■ Assignment ■
If a line in the records contains the string "PartialEq", show that line.
***** Data section *****
use std::path::PathBuf;

/// Failures of the linear algebra layer.
#[derive(Debug, Clone, Copy, PartialEq, thiserror::Error)]
pub enum MathError {
    /// Inverse requested for a matrix whose determinant is zero.
    #[error("matrix is singular (determinant {determinant})")]
    Singular { determinant: f32 },
}

/// Errors produced while loading a mesh.
#[derive(Debug, thiserror::Error)]
pub enum ModelError {
    #[error("can't open mesh {path}: {source}")]
    Io {
        path: PathBuf,
        #[source]
        source: std::io::Error,
    },

    #[error("can't read mesh data: {0}")]
    Read(#[from] std::io::Error),

    /// Syntax errors, including malformed numeric fields.
    #[error("malformed OBJ data: {0}")]
    Obj(#[from] obj::ObjError),

    #[error("face {face} has {vertices} vertices, only triangles are supported")]
    NotTriangle { face: usize, vertices: usize },

    #[error("face {face} references {attribute} {index}, but only {count} exist")]
    IndexOutOfRange {
        face: usize,
        attribute: &'static str,
        index: usize,
        count: usize,
    },

    #[error("face {face} has no texture coordinates")]
    MissingUv { face: usize },

    #[error("face {face} has no normal and the mesh has no per-position normals")]
    MissingNormals { face: usize },
}

/// Errors of the TGA codec.
#[derive(Debug, thiserror::Error)]
pub enum TgaError {
    #[error("I/O error: {0}")]
    Io(#[from] std::io::Error),

    #[error("unexpected end of data while reading {0}")]
    Truncated(&'static str),

    #[error("bad image dimensions {width}x{height}")]
    BadDimensions { width: u32, height: u32 },

    #[error("unsupported bits per pixel: {0}")]
    UnsupportedDepth(u8),

    #[error("unsupported image type code: {0}")]
    UnsupportedType(u8),

    #[error("run-length data overflows the image ({expected} pixels)")]
    RleOverflow { expected: usize },
}

/// Errors of texture loading and saving.
#[derive(Debug, thiserror::Error)]
pub enum TextureError {
    #[error("TGA {path}: {source}")]
    Tga {
        path: PathBuf,
        #[source]
        source: TgaError,
    },

    #[error("image {path}: {source}")]
    Image {
        path: PathBuf,
        #[source]
        source: image::ImageError,
    },

    #[error("texture of {width}x{height} does not fit into an image buffer")]
    Conversion { width: u32, height: u32 },
}

/// Contract violations between the vertex and fragment stages.
#[derive(Debug, Clone, PartialEq, Eq, thiserror::Error)]
pub enum ShaderError {
    #[error("varying {tag} of type {kind} was not written for every vertex of the triangle")]
    UnsetVarying { tag: u8, kind: &'static str },
}

/// Errors while reading a scene description.
#[derive(Debug, thiserror::Error)]
pub enum ConfigError {
    #[error("can't read scene file {path}: {source}")]
    Io {
        path: PathBuf,
        #[source]
        source: std::io::Error,
    },

    #[error("can't parse scene file {path}: {source}")]
    Parse {
        path: PathBuf,
        #[source]
        source: ron::error::SpannedError,
    },

    #[error("invalid scene: {0}")]
    Invalid(String),
}

/// Errors writing a profiling trace.
#[derive(Debug, thiserror::Error)]
pub enum ProfileError {
    #[error("can't create trace file {path}: {source}")]
    Io {
        path: PathBuf,
        #[source]
        source: std::io::Error,
    },

    #[error("can't write trace: {0}")]
    Json(#[from] serde_json::Error),
}

/// Any failure the renderer can report to its driver.
#[derive(Debug, thiserror::Error)]
pub enum Error {
    #[error(transparent)]
    Math(#[from] MathError),

    #[error(transparent)]
    Model(#[from] ModelError),

    #[error(transparent)]
    Texture(#[from] TextureError),

    #[error(transparent)]
    Shader(#[from] ShaderError),

    #[error(transparent)]
    Config(#[from] ConfigError),

    #[error(transparent)]
    Profile(#[from] ProfileError),
}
*****
■ Solution to the problem ■
#[derive(Debug, Clone, Copy, PartialEq, thiserror::Error)]
#[derive(Debug, Clone, PartialEq, Eq, thiserror::Error)]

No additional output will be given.